Samantha Cleaver

It’s safe to say that the start of this school year is unique. Teachers are choosing virtual teaching backgrounds instead of decorating bulletin boards, and they are adding masks to their wardrobes. And one thing that teachers may not have been prepared for? Signing a waiver acknowledging that teaching includes a risk of contracting COVID-19.

Yes … teaching kids who sniff, sneeze, and cough with abandon has never been a job for germaphobes. But, teachers have never taught through a pandemic and COVID-19 is not a typical flu season.  

Teachers in our WeAreTeachers HELPLINE group on Facebook have been asking questions about teacher COVID-19 waivers. Here are the answers to your questions. Disclaimer that this is not legal advice and is for informational purposes only.

What do these waivers say?

Liability waivers often have a statement that releases the district from responsibility if a teacher gets sick with COVID-19 while teaching. The COVID-19 pandemic, and what happens when school reopens, is so unknown, that districts want to reduce the risk of being sued or being held liable, says Charles R. Gallagher, a lawyer with Gallagher and Associates in St. Petersburg, FL. It’s often a one- or two-page, short waiver, or a sentence within a larger contract. The lesson: read your contract! Even if it’s your twentieth year teaching, this is the year to read the fine print.

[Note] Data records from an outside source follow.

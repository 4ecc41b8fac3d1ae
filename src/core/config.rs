//! Game configuration.
//!
//! `GameConfig` fixes everything about a game that does not change once the
//! tiles are made: how many seats, which colors, how many copies, how many
//! jokers, the rack size, and the initial-meld threshold.
//!
//! ```
//! use rummikub_engine::core::GameConfig;
//!
//! let config = GameConfig::new(3).with_jokers(0).with_rack_size(10);
//! assert!(config.validate().is_ok());
//! assert_eq!(config.total_tiles(), 104);
//! ```

use serde::{Deserialize, Serialize};

use super::error::{EngineError, EngineResult};
use crate::tiles::Color;

/// Complete game configuration.
#[derive(Clone, Debug, PartialEq, Eq, Serialize, Deserialize)]
#[serde(default)]
pub struct GameConfig {
    /// Number of players (1-255).
    pub player_count: usize,

    /// Suit colors in play.
    pub colors: Vec<Color>,

    /// Copies of each (color, number) face.
    pub copies: u8,

    /// Highest printed number.
    pub max_number: u8,

    /// Jokers added to the pouch.
    pub joker_count: u8,

    /// Points a joker costs while on a rack.
    pub joker_value: u8,

    /// Tiles dealt to each player.
    pub rack_size: usize,

    /// Points a quarantined player's new melds must reach.
    pub initial_meld_threshold: u32,
}

impl Default for GameConfig {
    fn default() -> Self {
        Self {
            player_count: 2,
            colors: Color::STANDARD.to_vec(),
            copies: 2,
            max_number: 13,
            joker_count: 2,
            joker_value: 30,
            rack_size: 14,
            initial_meld_threshold: 30,
        }
    }
}

impl GameConfig {
    /// Standard set for `player_count` players.
    #[must_use]
    pub fn new(player_count: usize) -> Self {
        Self {
            player_count,
            ..Self::default()
        }
    }

    /// Set the suit colors.
    #[must_use]
    pub fn with_colors(mut self, colors: &[Color]) -> Self {
        self.colors = colors.to_vec();
        self
    }

    /// Set the joker count.
    #[must_use]
    pub fn with_jokers(mut self, count: u8) -> Self {
        self.joker_count = count;
        self
    }

    /// Set the number of tiles dealt per player.
    #[must_use]
    pub fn with_rack_size(mut self, size: usize) -> Self {
        self.rack_size = size;
        self
    }

    /// Set the initial-meld threshold.
    #[must_use]
    pub fn with_initial_meld_threshold(mut self, points: u32) -> Self {
        self.initial_meld_threshold = points;
        self
    }

    /// Total tiles the catalog will hold.
    #[must_use]
    pub fn total_tiles(&self) -> usize {
        usize::from(self.copies) * self.colors.len() * usize::from(self.max_number)
            + usize::from(self.joker_count)
    }

    /// Check that this configuration can produce a playable game.
    pub fn validate(&self) -> EngineResult<()> {
        let invalid = |msg: &str| Err(EngineError::InvalidConfig { msg: msg.to_string() });

        if self.player_count == 0 {
            return invalid("must have at least 1 player");
        }
        if self.player_count > 255 {
            return invalid("at most 255 players supported");
        }
        if self.colors.is_empty() {
            return invalid("at least one color is required");
        }
        if self.colors.contains(&Color::Joker) {
            return invalid("JOKER is not a suit color");
        }
        let mut sorted = self.colors.clone();
        sorted.sort();
        sorted.dedup();
        if sorted.len() != self.colors.len() {
            return invalid("colors must be distinct");
        }
        if self.max_number == 0 || self.copies == 0 {
            return invalid("max_number and copies must be non-zero");
        }
        if self.total_tiles() > usize::from(u16::MAX) {
            return invalid("too many tiles");
        }

        let needed = self.player_count * self.rack_size;
        if needed > self.total_tiles() {
            return Err(EngineError::PouchExhausted {
                needed,
                available: self.total_tiles(),
            });
        }

        Ok(())
    }
}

Will I have to sign a waiver?

COVID-19 liability waivers have popped up across the country. Coaches in Washoe County, NV were asked to sign waivers during the summer season. Parents have been asked to sign COVID-19 waivers in Berkeley County, SC and St. Petersburg, FL. Lawyers at Gallagher and Associates in St. Petersburg, FL, have received calls about teacher waivers as the school year revs up. On the other hand, Kyle Farmer, a lawyer with the Missouri State Teachers Association (MSTA) in Columbia, MO, has not seen any teacher waivers.

As with so many education scenarios, whether or not you’ll be asked to sign a waiver is up to your local school district and board. Right now, they’re not common. But, it’s not unreasonable to be wondering about them, as other employers have tried to put COVID-19 waivers in place.

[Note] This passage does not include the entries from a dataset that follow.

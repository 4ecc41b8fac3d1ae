//! Game rules.
//!
//! - `validity`: meld shapes, joker resolution, whole-board checks, `fix`
//! - `generator`: ordered legal actions for the acting player
//! - `applier`: carry out one action
//! - `engine`: the `RulesEngine` trait the turn engine drives, and
//!   `StandardRules`
//!
//! Rule failures are data here. Nothing in this module returns an error for
//! an illegal board; the turn engine reads the verdict and rolls back.

pub mod validity;
pub mod generator;
pub mod applier;
pub mod engine;

pub use engine::{GameResult, RulesEngine, StandardRules};
pub use validity::{
    board_verdict, check_board, check_group, check_run, classify, fix, BoardRejection,
    Classification, MeldCheck,
};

On the other hand, teacher waivers may not get traction at all. Giving teachers a waiver isn’t in the interest of districts. “If I’m a teacher,” said Farmer, “and I get a waiver, automatically I’m defensive and concerned that [the district is] not going to provide a safe and clean environment.”

If my district has a waiver, do I have to sign it?

Short answer: probably not. Both the MSTA and the National Education Association (NEA) state that teachers should not sign COVID-19 liability waivers. Still, when you’re signing your job contract, you’re also signing up for your job for the year. So, ultimately, it’s up to you if you sign the waiver or not. Which leads to our next question.

What happens if I sign it and get sick? Are these waivers enforceable?

Again, probably not. The waivers, said Gallagher, are probably not enforceable. And the MSTA agrees. First, signing a waiver assumes that you know the risk you’re taking. If you jump out of a plane, you know the risk. With COVID-19, we still don’t know all the risks, especially related to permanent injury or the risk of catching COVID-19 in schools.

Second, liability waivers have to be between two equal parties and that’s not the case here. When districts, who are asking teachers to sign the waivers, have all the power, it’s not a fair agreement, said Farmer.

What happens if I don’t sign the waiver?

If you do not sign the waiver, it’s up to the school to decide if they’re going to let you work there or not. One thing you should not do, said Gallagher, is write down that you disagree with the COVID-19 clause and initial it. That could be a problem if you needed to pursue legal action. If a waiver is embedded in your contract, signing it is all or nothing.